Since the light guide of this embodiment is formed of a styrene-based resin composition containing a specific amount of a blue dye, the chromaticity difference (Δy) on the light emitting surface is maintained while maintaining the same level of brightness as a conventional product. Can be small. Specifically, when a light source is arranged at one end and the chromaticity is measured at any two points, the chromaticity ya when the distance from the light source is _a and the distance from the light source is b The difference (Δy = y _a −y _b , where a> b.) From the chromaticity y _b of can be in the range of 0 to 0.004. Moreover, the brightness | luminance fall by addition of a blue dye can be suppressed to 10% or less.

  Thereby, it is possible to realize a high-intensity light guide that is excellent in heat resistance and moisture absorption resistance and capable of emitting light uniformly.
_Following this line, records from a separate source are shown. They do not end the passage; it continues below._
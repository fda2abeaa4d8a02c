//! Keyword heuristics over file names.

use async_trait::async_trait;

use locker_entity::Category;
use locker_entity::categorization::{CategorySuggestion, FolderDecision, SuggestionSource};

use crate::{Categorizer, FolderCandidate};

/// Keywords per category, in priority order for ties.
const RULES: &[(Category, &[&str])] = &[
    (
        Category::Financial,
        &[
            "bank", "statement", "invoice", "receipt", "tax", "taxes", "1099", "budget", "loan",
            "credit", "debit", "bill", "account", "payment", "refund",
        ],
    ),
    (
        Category::Medical,
        &[
            "medical", "prescription", "lab", "health", "doctor", "hospital", "vaccine",
            "vaccination", "xray", "x ray", "mri", "blood", "clinic", "dental", "diagnosis",
        ],
    ),
    (
        Category::Legal,
        &[
            "contract", "agreement", "will", "court", "legal", "nda", "affidavit", "attorney",
            "power of attorney", "testament", "judgment", "settlement",
        ],
    ),
    (
        Category::Education,
        &[
            "diploma", "transcript", "certificate", "degree", "resume", "cv", "school",
            "university", "college", "course", "grade", "report card",
        ],
    ),
    (
        Category::Identity,
        &[
            "passport", "id", "license", "licence", "birth", "ssn", "social security",
            "identity", "driver", "national id",
        ],
    ),
    (
        Category::Insurance,
        &["insurance", "policy", "claim", "coverage", "premium", "insurer"],
    ),
    (
        Category::Property,
        &[
            "deed", "lease", "mortgage", "property", "rent", "rental", "title", "hoa", "tenancy",
            "landlord",
        ],
    ),
    (
        Category::Employment,
        &[
            "payslip", "paystub", "salary", "offer", "employment", "w2", "employer", "payroll",
            "contract of employment", "reference",
        ],
    ),
    (
        Category::Travel,
        &[
            "ticket", "boarding", "itinerary", "visa", "flight", "hotel", "booking",
            "reservation", "trip", "travel",
        ],
    ),
    (
        Category::Personal,
        &["photo", "letter", "journal", "personal", "diary", "family", "wedding"],
    ),
];

/// Normalize a file name to ` word word ` form: extension dropped,
/// lowercased, non-alphanumerics as single spaces.
fn normalize(filename: &str) -> String {
    let base = filename.rsplit('/').next().unwrap_or(filename);
    let stem = match base.rsplit_once('.') {
        Some((stem, _)) if !stem.is_empty() => stem,
        _ => base,
    };
    let words: Vec<String> = stem
        .split(|c: char| !c.is_ascii_alphanumeric())
        .filter(|w| !w.is_empty())
        .map(|w| {
            let w = w.to_ascii_lowercase();
            match w.strip_suffix('s') {
                Some(singular) if singular.len() >= 3 && !singular.ends_with('s') => {
                    singular.to_string()
                }
                _ => w,
            }
        })
        .collect();
    format!(" {} ", words.join(" "))
}

fn hits(normalized: &str, keywords: &[&str]) -> usize {
    keywords
        .iter()
        .filter(|kw| normalized.contains(normalize(kw).as_str()))
        .count()
}

fn confidence_for(hits: usize) -> f32 {
    match hits {
        0 => 0.3,
        1 => 0.7,
        2 => 0.8,
        _ => 0.9,
    }
}

/// Deterministic keyword matcher. Also the fallback of every other
/// categorizer.
#[derive(Debug, Clone, Default)]
pub struct HeuristicCategorizer;

impl HeuristicCategorizer {
    /// Creates a heuristic categorizer.
    pub fn new() -> Self {
        Self
    }

    /// Suggest a category without any I/O.
    pub fn categorize(&self, filename: &str) -> CategorySuggestion {
        let normalized = normalize(filename);
        let best = RULES
            .iter()
            .map(|(category, keywords)| (category, hits(&normalized, keywords)))
            .filter(|(_, count)| *count > 0)
            .fold(None::<(&Category, usize)>, |best, candidate| match best {
                Some((_, top)) if top >= candidate.1 => best,
                _ => Some(candidate),
            });

        match best {
            Some((category, count)) => CategorySuggestion::new(
                category.clone(),
                confidence_for(count),
                format!("File name matches {count} {category} keyword(s)"),
                SuggestionSource::Heuristic,
            ),
            None => CategorySuggestion::new(
                Category::Other,
                confidence_for(0),
                "No category keywords in file name",
                SuggestionSource::Heuristic,
            ),
        }
    }

    /// Pick a folder without any I/O. Existing folders win when their name
    /// or keywords appear in the file name; otherwise a folder named after
    /// the suggested category is proposed.
    pub fn choose_folder(&self, filename: &str, folders: &[FolderCandidate]) -> FolderDecision {
        let normalized = normalize(filename);
        let best = folders
            .iter()
            .map(|folder| {
                let name = normalize(&folder.name);
                let mut count = usize::from(!name.trim().is_empty() && normalized.contains(&name));
                count += folder
                    .keywords
                    .iter()
                    .map(|kw| normalize(kw))
                    .filter(|kw| !kw.trim().is_empty() && normalized.contains(kw.as_str()))
                    .count();
                (folder, count)
            })
            .filter(|(_, count)| *count > 0)
            .fold(None::<(&FolderCandidate, usize)>, |best, candidate| match best {
                Some((_, top)) if top >= candidate.1 => best,
                _ => Some(candidate),
            });

        if let Some((folder, count)) = best {
            return FolderDecision::new(
                folder.name.clone(),
                false,
                confidence_for(count),
                format!("File name matches folder '{}'", folder.name),
                SuggestionSource::Heuristic,
            );
        }

        let suggestion = self.categorize(filename);
        let proposed = folder_title(&suggestion.category);
        match folders
            .iter()
            .find(|f| f.name.eq_ignore_ascii_case(&proposed))
        {
            Some(existing) => FolderDecision::new(
                existing.name.clone(),
                false,
                suggestion.confidence,
                suggestion.reasoning,
                SuggestionSource::Heuristic,
            ),
            None => FolderDecision::new(
                proposed,
                true,
                suggestion.confidence,
                suggestion.reasoning,
                SuggestionSource::Heuristic,
            ),
        }
    }
}

/// Folder name proposed for a category, e.g. `Financial`.
pub fn folder_title(category: &Category) -> String {
    if category.is_other() {
        return "Miscellaneous".to_string();
    }
    let token = category.as_str().replace(['_', '-'], " ");
    let mut chars = token.chars();
    match chars.next() {
        Some(first) => first.to_uppercase().chain(chars).collect(),
        None => "Miscellaneous".to_string(),
    }
}

#[async_trait]
impl Categorizer for HeuristicCategorizer {
    async fn suggest_category(&self, filename: &str) -> CategorySuggestion {
        self.categorize(filename)
    }

    async fn suggest_folder(&self, filename: &str, folders: &[FolderCandidate]) -> FolderDecision {
        self.choose_folder(filename, folders)
    }
}
//! Request/response logging middleware.

use axum::extract::Request;
use axum::middleware::Next;
use axum::response::Response;
use std::time::Instant;
use tracing::{info, warn};

/// Logs request method, path, status, and duration.
///
/// Public share paths carry the bearer token of the link, so only the
/// route prefix is logged for them.
pub async fn request_logging(request: Request, next: Next) -> Response {
    let method = request.method().clone();
    let path = loggable_path(request.uri().path());
    let start = Instant::now();

    let response = next.run(request).await;

    let duration = start.elapsed();
    let status = response.status();

    if status.is_server_error() {
        warn!(
            method = %method,
            path = %path,
            status = status.as_u16(),
            duration_ms = duration.as_millis() as u64,
            "HTTP request failed"
        );
    } else {
        info!(
            method = %method,
            path = %path,
            status = status.as_u16(),
            duration_ms = duration.as_millis() as u64,
            "HTTP request"
        );
    }

    response
}

fn loggable_path(path: &str) -> String {
    if path.starts_with("/shared/") {
        "/shared/{token}".to_string()
    } else {
        path.to_string()
    }
}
  Hereinafter, the effects of the present invention will be specifically described with reference to Examples and Comparative Examples of the present invention. In this example, a plurality of styrene-based resin compositions were prepared by changing the content of the blue dye, and the optical characteristics (luminance / chromaticity) of the light guide were evaluated.

  Specifically, a predetermined amount of anthraquinone blue dye (Diaresin Blue-J, manufactured by Mitsubishi Chemical Corporation) is added to methyl methacrylate-styrene copolymer resin (styrene 53 mass%, methyl methacrylate 47 mass%, molecular weight 160,000). The extruded product was extruded at 220 ° C. by an extruder (F40, manufactured by Ikegai Co., Ltd.) to produce pellets of styrene resin compositions of Examples 1 to 3 and Comparative Examples 1 to 4.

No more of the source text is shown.